La sperimentazione preclinica è stata condotta su sei primati non umani e la terapia genica è stata somministrata per via endovenosa. I risultati sono promettenti: i vettori sono stati in grado di trasferire il materiale genetico alle cellule bersaglio senza segni evidenti di tossicità. Come previsto, i LV con la proteina CD47 sono più resistenti alla fagocitosi e meno sensibili al riconoscimento da parte del sistema immunitario.

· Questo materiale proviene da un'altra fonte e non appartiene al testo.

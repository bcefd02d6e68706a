use thiserror::Error;

use crate::config::ConfigError;
use crate::store::StoreError;

#[derive(Debug, Error)]
pub enum GatewayError {
    #[error("invalid request: {reason}")]
    Validation { reason: String },
    #[error("unknown provider: {name}")]
    UnknownProvider { name: String },
    #[error("request not found: {id}")]
    NotFound { id: String },
    #[error("request already in a terminal state: {id}")]
    TerminalConflict { id: String },
    #[error("rate limit exceeded, retry after {retry_after_s}s")]
    RateLimited { retry_after_s: u64 },
    #[error("request queue is full")]
    QueueFull,
    #[error("missing or invalid api key")]
    Unauthorized,
    #[error("wait timed out before the request reached a terminal state")]
    WaitTimeout,
    #[error("storage unavailable: {0}")]
    Storage(#[from] StoreError),
    #[error("configuration error: {0}")]
    Config(#[from] ConfigError),
}

pub type Result<T> = std::result::Result<T, GatewayError>;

Saranno necessari altri test per confermare la validità e la sicurezza del trattamento, e per analizzare la quantità di farmaco ottimale, dato che abbassando le dosi di terapia genica si potranno ridurre ulteriormente gli effetti collaterali. Al momento, le sperimentazioni per la forma B sono in fase più avanzata, perché il gene per il fattore di coagulazione IX è più piccolo e più facilmente trasportabile, mentre quello per il fattore di coagulazione VIII ha dimensioni maggiori e necessita di soluzioni alternative.